*Task prompt*
Which of the lines below contain the string "DerefMut"? Copy each one.

(Collected data entries)
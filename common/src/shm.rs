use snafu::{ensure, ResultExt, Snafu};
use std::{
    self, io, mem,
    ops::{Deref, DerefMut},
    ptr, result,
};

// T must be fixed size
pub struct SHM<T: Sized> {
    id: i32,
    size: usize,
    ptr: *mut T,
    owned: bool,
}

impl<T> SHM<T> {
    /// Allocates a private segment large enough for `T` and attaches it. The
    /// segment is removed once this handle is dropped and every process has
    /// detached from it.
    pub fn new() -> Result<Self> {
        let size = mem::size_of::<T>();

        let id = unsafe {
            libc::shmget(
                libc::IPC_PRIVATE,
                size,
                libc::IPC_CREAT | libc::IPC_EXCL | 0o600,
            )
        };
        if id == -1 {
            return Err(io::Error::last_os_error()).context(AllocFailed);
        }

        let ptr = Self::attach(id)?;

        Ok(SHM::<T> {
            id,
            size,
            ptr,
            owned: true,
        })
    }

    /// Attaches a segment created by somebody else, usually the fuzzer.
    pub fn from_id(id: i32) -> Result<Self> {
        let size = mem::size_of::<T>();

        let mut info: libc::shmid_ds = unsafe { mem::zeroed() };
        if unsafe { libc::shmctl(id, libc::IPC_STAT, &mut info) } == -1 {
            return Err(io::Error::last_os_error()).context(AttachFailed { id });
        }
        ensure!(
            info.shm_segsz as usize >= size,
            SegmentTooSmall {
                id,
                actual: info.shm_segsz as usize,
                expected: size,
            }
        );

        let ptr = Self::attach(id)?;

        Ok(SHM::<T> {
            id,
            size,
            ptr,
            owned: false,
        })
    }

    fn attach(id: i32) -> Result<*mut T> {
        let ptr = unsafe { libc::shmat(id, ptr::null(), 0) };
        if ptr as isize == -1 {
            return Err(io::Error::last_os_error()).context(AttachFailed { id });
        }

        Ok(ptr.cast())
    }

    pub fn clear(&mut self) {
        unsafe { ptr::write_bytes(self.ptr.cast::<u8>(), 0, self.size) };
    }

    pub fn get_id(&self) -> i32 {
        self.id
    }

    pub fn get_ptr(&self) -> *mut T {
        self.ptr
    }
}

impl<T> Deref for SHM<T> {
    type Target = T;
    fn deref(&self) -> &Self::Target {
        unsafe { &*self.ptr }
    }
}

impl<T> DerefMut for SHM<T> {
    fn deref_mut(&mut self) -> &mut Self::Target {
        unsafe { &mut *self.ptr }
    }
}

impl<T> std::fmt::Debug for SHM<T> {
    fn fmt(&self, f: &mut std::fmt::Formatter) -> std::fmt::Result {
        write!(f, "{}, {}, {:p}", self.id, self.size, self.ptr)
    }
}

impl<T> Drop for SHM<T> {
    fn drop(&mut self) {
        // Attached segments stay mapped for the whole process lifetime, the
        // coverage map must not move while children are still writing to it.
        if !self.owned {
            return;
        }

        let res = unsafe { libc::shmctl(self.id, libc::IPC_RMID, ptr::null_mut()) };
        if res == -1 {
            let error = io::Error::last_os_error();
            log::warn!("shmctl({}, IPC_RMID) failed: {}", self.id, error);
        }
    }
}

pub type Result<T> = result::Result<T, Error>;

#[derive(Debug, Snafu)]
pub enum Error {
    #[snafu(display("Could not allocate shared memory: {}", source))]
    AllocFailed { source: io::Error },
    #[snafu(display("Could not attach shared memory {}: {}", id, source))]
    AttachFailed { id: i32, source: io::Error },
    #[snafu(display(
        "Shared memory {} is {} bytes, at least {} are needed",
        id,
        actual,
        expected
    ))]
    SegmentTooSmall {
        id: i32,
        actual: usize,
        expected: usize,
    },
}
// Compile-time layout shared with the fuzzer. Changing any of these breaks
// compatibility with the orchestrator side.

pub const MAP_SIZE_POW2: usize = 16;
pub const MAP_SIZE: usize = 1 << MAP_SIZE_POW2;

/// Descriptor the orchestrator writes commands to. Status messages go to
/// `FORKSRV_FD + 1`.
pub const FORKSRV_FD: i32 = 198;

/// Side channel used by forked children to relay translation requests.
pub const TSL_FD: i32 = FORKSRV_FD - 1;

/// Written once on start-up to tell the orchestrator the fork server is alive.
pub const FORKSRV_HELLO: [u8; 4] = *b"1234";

*Answer area*
    ops::{Deref, DerefMut},
impl<T> DerefMut for SHM<T> {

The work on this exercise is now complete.